Given data Start Marker

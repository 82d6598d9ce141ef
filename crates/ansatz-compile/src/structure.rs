//! Ansatz structure elements and their JSON/YAML representation.
//!
//! A structure is an ordered list of [`Element`]s. In serialized form:
//!
//! - a string is a bare token (`"ry_layer"`, `"barrier"`),
//! - `[name, [q, ...]]` or `{"gate": name, "qubits": [q, ...]}` is a gate
//!   tuple,
//! - any other array is a nested block.

use std::fmt;

use serde::{Deserialize, Serialize};
use serde_json::Value;

use crate::error::{CompileError, CompileResult};

/// A gate name applied to a list of qubit indices.
///
/// Indices are signed so that negative indices written by a caller survive
/// until validation and can be reported precisely.
#[derive(Debug, Clone, PartialEq, Eq, Serialize, Deserialize)]
pub struct GateCall {
    /// Gate name as written (case-insensitive, aliases allowed).
    pub gate: String,
    /// Target qubit indices.
    pub qubits: Vec<i64>,
}

/// One entry of an ansatz structure.
#[derive(Debug, Clone, PartialEq, Eq, Serialize, Deserialize)]
#[serde(try_from = "Value", into = "Value")]
pub enum Element {
    /// A bare shortcut token.
    Token(String),
    /// A `(gate, qubits)` tuple.
    Gate(GateCall),
    /// A nested block, spliced in place when flattened.
    Block(Vec<Element>),
}

impl Element {
    /// A bare shortcut token such as `"rz_layer"`.
    pub fn token(token: impl Into<String>) -> Self {
        Element::Token(token.into())
    }

    /// A gate tuple.
    pub fn gate(gate: impl Into<String>, qubits: impl IntoIterator<Item = i64>) -> Self {
        Element::Gate(GateCall {
            gate: gate.into(),
            qubits: qubits.into_iter().collect(),
        })
    }

    /// A nested block.
    pub fn block(elements: impl IntoIterator<Item = Element>) -> Self {
        Element::Block(elements.into_iter().collect())
    }

    /// Parse one element from a JSON value; `path` locates it in error messages.
    fn from_value(value: &Value, path: &str) -> CompileResult<Self> {
        match value {
            Value::String(token) => Ok(Element::Token(token.clone())),
            Value::Array(items) => match items.as_slice() {
                [Value::String(gate), Value::Array(qubits)]
                    if qubits.iter().all(Value::is_number) =>
                {
                    Ok(Element::Gate(GateCall {
                        gate: gate.clone(),
                        qubits: parse_qubits(qubits, &format!("{path}[1]"))?,
                    }))
                }
                _ => items
                    .iter()
                    .enumerate()
                    .map(|(i, item)| Element::from_value(item, &format!("{path}[{i}]")))
                    .collect::<CompileResult<Vec<_>>>()
                    .map(Element::Block),
            },
            Value::Object(map) => {
                let gate = map.get("gate").and_then(Value::as_str);
                let qubits = map.get("qubits").and_then(Value::as_array);
                match (gate, qubits, map.len()) {
                    (Some(gate), Some(qubits), 2) => Ok(Element::Gate(GateCall {
                        gate: gate.to_string(),
                        qubits: parse_qubits(qubits, &format!("{path}.qubits"))?,
                    })),
                    _ => Err(format_error(
                        path,
                        "objects must have exactly the keys 'gate' (string) and 'qubits' (list)",
                        value,
                    )),
                }
            }
            _ => Err(format_error(
                path,
                "elements must be a token string, a (gate, qubits) tuple, or a block list",
                value,
            )),
        }
    }

    fn to_value(&self) -> Value {
        match self {
            Element::Token(token) => Value::from(token.as_str()),
            Element::Gate(call) => Value::Array(vec![
                Value::from(call.gate.as_str()),
                Value::from(call.qubits.clone()),
            ]),
            Element::Block(elements) => Value::Array(elements.iter().map(Element::to_value).collect()),
        }
    }
}

fn parse_qubits(values: &[Value], path: &str) -> CompileResult<Vec<i64>> {
    values
        .iter()
        .enumerate()
        .map(|(i, v)| {
            v.as_i64().ok_or_else(|| {
                format_error(&format!("{path}[{i}]"), "qubit indices must be integers", v)
            })
        })
        .collect()
}

fn format_error(path: &str, reason: &str, value: &Value) -> CompileError {
    CompileError::StructureFormat {
        path: if path.is_empty() { "<root>".into() } else { path.to_string() },
        reason: reason.to_string(),
        element: value.to_string(),
    }
}

impl TryFrom<Value> for Element {
    type Error = CompileError;

    fn try_from(value: Value) -> CompileResult<Self> {
        Element::from_value(&value, "")
    }
}

impl From<Element> for Value {
    fn from(element: Element) -> Self {
        element.to_value()
    }
}

impl From<&str> for Element {
    fn from(token: &str) -> Self {
        Element::token(token)
    }
}

impl<const N: usize> From<(&str, [i64; N])> for Element {
    fn from((gate, qubits): (&str, [i64; N])) -> Self {
        Element::gate(gate, qubits)
    }
}

impl From<Vec<Element>> for Element {
    fn from(elements: Vec<Element>) -> Self {
        Element::Block(elements)
    }
}

impl fmt::Display for Element {
    fn fmt(&self, f: &mut fmt::Formatter<'_>) -> fmt::Result {
        match self {
            Element::Token(token) => write!(f, "'{token}'"),
            Element::Gate(call) => write!(f, "('{}', {:?})", call.gate, call.qubits),
            Element::Block(elements) => {
                write!(f, "[")?;
                for (i, e) in elements.iter().enumerate() {
                    if i > 0 {
                        write!(f, ", ")?;
                    }
                    write!(f, "{e}")?;
                }
                write!(f, "]")
            }
        }
    }
}

/// A complete ansatz structure: the top-level element list.
#[derive(Debug, Clone, Default, PartialEq, Eq, Serialize, Deserialize)]
#[serde(try_from = "Value", into = "Value")]
pub struct AnsatzStructure(pub Vec<Element>);

impl AnsatzStructure {
    /// Build a structure from a list of elements.
    pub fn new(elements: impl IntoIterator<Item = Element>) -> Self {
        Self(elements.into_iter().collect())
    }

    /// The top-level elements.
    pub fn elements(&self) -> &[Element] {
        &self.0
    }

    /// Parse a structure from a JSON value.
    ///
    /// The value must be an array; anything else is a configuration error.
    pub fn from_json_value(value: &Value) -> CompileResult<Self> {
        let Value::Array(items) = value else {
            return Err(CompileError::InvalidStructure(value.to_string()));
        };
        items
            .iter()
            .enumerate()
            .map(|(i, item)| Element::from_value(item, &format!("[{i}]")))
            .collect::<CompileResult<Vec<_>>>()
            .map(Self)
    }

    /// Parse a structure from JSON text.
    pub fn from_json_str(json: &str) -> CompileResult<Self> {
        let value: Value = serde_json::from_str(json)
            .map_err(|e| CompileError::InvalidStructure(format!("invalid JSON: {e}")))?;
        Self::from_json_value(&value)
    }

    /// Parse a structure from YAML text.
    pub fn from_yaml_str(yaml: &str) -> CompileResult<Self> {
        let value: Value = serde_yaml_ng::from_str(yaml)
            .map_err(|e| CompileError::InvalidStructure(format!("invalid YAML: {e}")))?;
        Self::from_json_value(&value)
    }
}

impl TryFrom<Value> for AnsatzStructure {
    type Error = CompileError;

    fn try_from(value: Value) -> CompileResult<Self> {
        Self::from_json_value(&value)
    }
}

impl From<AnsatzStructure> for Value {
    fn from(structure: AnsatzStructure) -> Self {
        Value::Array(structure.0.iter().map(Element::to_value).collect())
    }
}

impl AsRef<[Element]> for AnsatzStructure {
    fn as_ref(&self) -> &[Element] {
        &self.0
    }
}

impl From<Vec<Element>> for AnsatzStructure {
    fn from(elements: Vec<Element>) -> Self {
        Self(elements)
    }
}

Given data End Marker

• [Exercise description]
Give back each entry exactly as it was written.

• [Solution for this problem]
repository 82d6598d9ce141ef
filename crates/ansatz-compile/src/structure.rs
//! Ansatz structure elements and their JSON/YAML representation.
//!
//! A structure is an ordered list of [`Element`]s. In serialized form:
//!
//! - a string is a bare token (`"ry_layer"`, `"barrier"`),
//! - `[name, [q, ...]]` or `{"gate": name, "qubits": [q, ...]}` is a gate
//!   tuple,
//! - any other array is a nested block.

use std::fmt;

use serde::{Deserialize, Serialize};
use serde_json::Value;

use crate::error::{CompileError, CompileResult};

/// A gate name applied to a list of qubit indices.
///
/// Indices are signed so that negative indices written by a caller survive
/// until validation and can be reported precisely.
#[derive(Debug, Clone, PartialEq, Eq, Serialize, Deserialize)]
pub struct GateCall {
    /// Gate name as written (case-insensitive, aliases allowed).
    pub gate: String,
    /// Target qubit indices.
    pub qubits: Vec<i64>,
}

/// One entry of an ansatz structure.
#[derive(Debug, Clone, PartialEq, Eq, Serialize, Deserialize)]
#[serde(try_from = "Value", into = "Value")]
pub enum Element {
    /// A bare shortcut token.
    Token(String),
    /// A `(gate, qubits)` tuple.
    Gate(GateCall),
    /// A nested block, spliced in place when flattened.
    Block(Vec<Element>),
}

impl Element {
    /// A bare shortcut token such as `"rz_layer"`.
    pub fn token(token: impl Into<String>) -> Self {
        Element::Token(token.into())
    }

    /// A gate tuple.
    pub fn gate(gate: impl Into<String>, qubits: impl IntoIterator<Item = i64>) -> Self {
        Element::Gate(GateCall {
            gate: gate.into(),
            qubits: qubits.into_iter().collect(),
        })
    }

    /// A nested block.
    pub fn block(elements: impl IntoIterator<Item = Element>) -> Self {
        Element::Block(elements.into_iter().collect())
    }

    /// Parse one element from a JSON value; `path` locates it in error messages.
    fn from_value(value: &Value, path: &str) -> CompileResult<Self> {
        match value {
            Value::String(token) => Ok(Element::Token(token.clone())),
            Value::Array(items) => match items.as_slice() {
                [Value::String(gate), Value::Array(qubits)]
                    if qubits.iter().all(Value::is_number) =>
                {
                    Ok(Element::Gate(GateCall {
                        gate: gate.clone(),
                        qubits: parse_qubits(qubits, &format!("{path}[1]"))?,
                    }))
                }
                _ => items
                    .iter()
                    .enumerate()
                    .map(|(i, item)| Element::from_value(item, &format!("{path}[{i}]")))
                    .collect::<CompileResult<Vec<_>>>()
                    .map(Element::Block),
            },
            Value::Object(map) => {
                let gate = map.get("gate").and_then(Value::as_str);
                let qubits = map.get("qubits").and_then(Value::as_array);
                match (gate, qubits, map.len()) {
                    (Some(gate), Some(qubits), 2) => Ok(Element::Gate(GateCall {
                        gate: gate.to_string(),
                        qubits: parse_qubits(qubits, &format!("{path}.qubits"))?,
                    })),
                    _ => Err(format_error(
                        path,
                        "objects must have exactly the keys 'gate' (string) and 'qubits' (list)",
                        value,
                    )),
                }
            }
            _ => Err(format_error(
                path,
                "elements must be a token string, a (gate, qubits) tuple, or a block list",
                value,
            )),
        }
    }

    fn to_value(&self) -> Value {
        match self {
            Element::Token(token) => Value::from(token.as_str()),
            Element::Gate(call) => Value::Array(vec![
                Value::from(call.gate.as_str()),
                Value::from(call.qubits.clone()),
            ]),
            Element::Block(elements) => Value::Array(elements.iter().map(Element::to_value).collect()),
        }
    }
}

fn parse_qubits(values: &[Value], path: &str) -> CompileResult<Vec<i64>> {
    values
        .iter()
        .enumerate()
        .map(|(i, v)| {
            v.as_i64().ok_or_else(|| {
                format_error(&format!("{path}[{i}]"), "qubit indices must be integers", v)
            })
        })
        .collect()
}

fn format_error(path: &str, reason: &str, value: &Value) -> CompileError {
    CompileError::StructureFormat {
        path: if path.is_empty() { "<root>".into() } else { path.to_string() },
        reason: reason.to_string(),
        element: value.to_string(),
    }
}

impl TryFrom<Value> for Element {
    type Error = CompileError;

    fn try_from(value: Value) -> CompileResult<Self> {
        Element::from_value(&value, "")
    }
}

impl From<Element> for Value {
    fn from(element: Element) -> Self {
        element.to_value()
    }
}

impl From<&str> for Element {
    fn from(token: &str) -> Self {
        Element::token(token)
    }
}

impl<const N: usize> From<(&str, [i64; N])> for Element {
    fn from((gate, qubits): (&str, [i64; N])) -> Self {
        Element::gate(gate, qubits)
    }
}

impl From<Vec<Element>> for Element {
    fn from(elements: Vec<Element>) -> Self {
        Element::Block(elements)
    }
}

impl fmt::Display for Element {
    fn fmt(&self, f: &mut fmt::Formatter<'_>) -> fmt::Result {
        match self {
            Element::Token(token) => write!(f, "'{token}'"),
            Element::Gate(call) => write!(f, "('{}', {:?})", call.gate, call.qubits),
            Element::Block(elements) => {
                write!(f, "[")?;
                for (i, e) in elements.iter().enumerate() {
                    if i > 0 {
                        write!(f, ", ")?;
                    }
                    write!(f, "{e}")?;
                }
                write!(f, "]")
            }
        }
    }
}

/// A complete ansatz structure: the top-level element list.
#[derive(Debug, Clone, Default, PartialEq, Eq, Serialize, Deserialize)]
#[serde(try_from = "Value", into = "Value")]
pub struct AnsatzStructure(pub Vec<Element>);

impl AnsatzStructure {
    /// Build a structure from a list of elements.
    pub fn new(elements: impl IntoIterator<Item = Element>) -> Self {
        Self(elements.into_iter().collect())
    }

    /// The top-level elements.
    pub fn elements(&self) -> &[Element] {
        &self.0
    }

    /// Parse a structure from a JSON value.
    ///
    /// The value must be an array; anything else is a configuration error.
    pub fn from_json_value(value: &Value) -> CompileResult<Self> {
        let Value::Array(items) = value else {
            return Err(CompileError::InvalidStructure(value.to_string()));
        };
        items
            .iter()
            .enumerate()
            .map(|(i, item)| Element::from_value(item, &format!("[{i}]")))
            .collect::<CompileResult<Vec<_>>>()
            .map(Self)
    }

    /// Parse a structure from JSON text.
    pub fn from_json_str(json: &str) -> CompileResult<Self> {
        let value: Value = serde_json::from_str(json)
            .map_err(|e| CompileError::InvalidStructure(format!("invalid JSON: {e}")))?;
        Self::from_json_value(&value)
    }

    /// Parse a structure from YAML text.
    pub fn from_yaml_str(yaml: &str) -> CompileResult<Self> {
        let value: Value = serde_yaml_ng::from_str(yaml)
            .map_err(|e| CompileError::InvalidStructure(format!("invalid YAML: {e}")))?;
        Self::from_json_value(&value)
    }
}

impl TryFrom<Value> for AnsatzStructure {
    type Error = CompileError;

    fn try_from(value: Value) -> CompileResult<Self> {
        Self::from_json_value(&value)
    }
}

impl From<AnsatzStructure> for Value {
    fn from(structure: AnsatzStructure) -> Self {
        Value::Array(structure.0.iter().map(Element::to_value).collect())
    }
}

impl AsRef<[Element]> for AnsatzStructure {
    fn as_ref(&self) -> &[Element] {
        &self.0
    }
}

impl From<Vec<Element>> for AnsatzStructure {
    fn from(elements: Vec<Element>) -> Self {
        Self(elements)
    }
}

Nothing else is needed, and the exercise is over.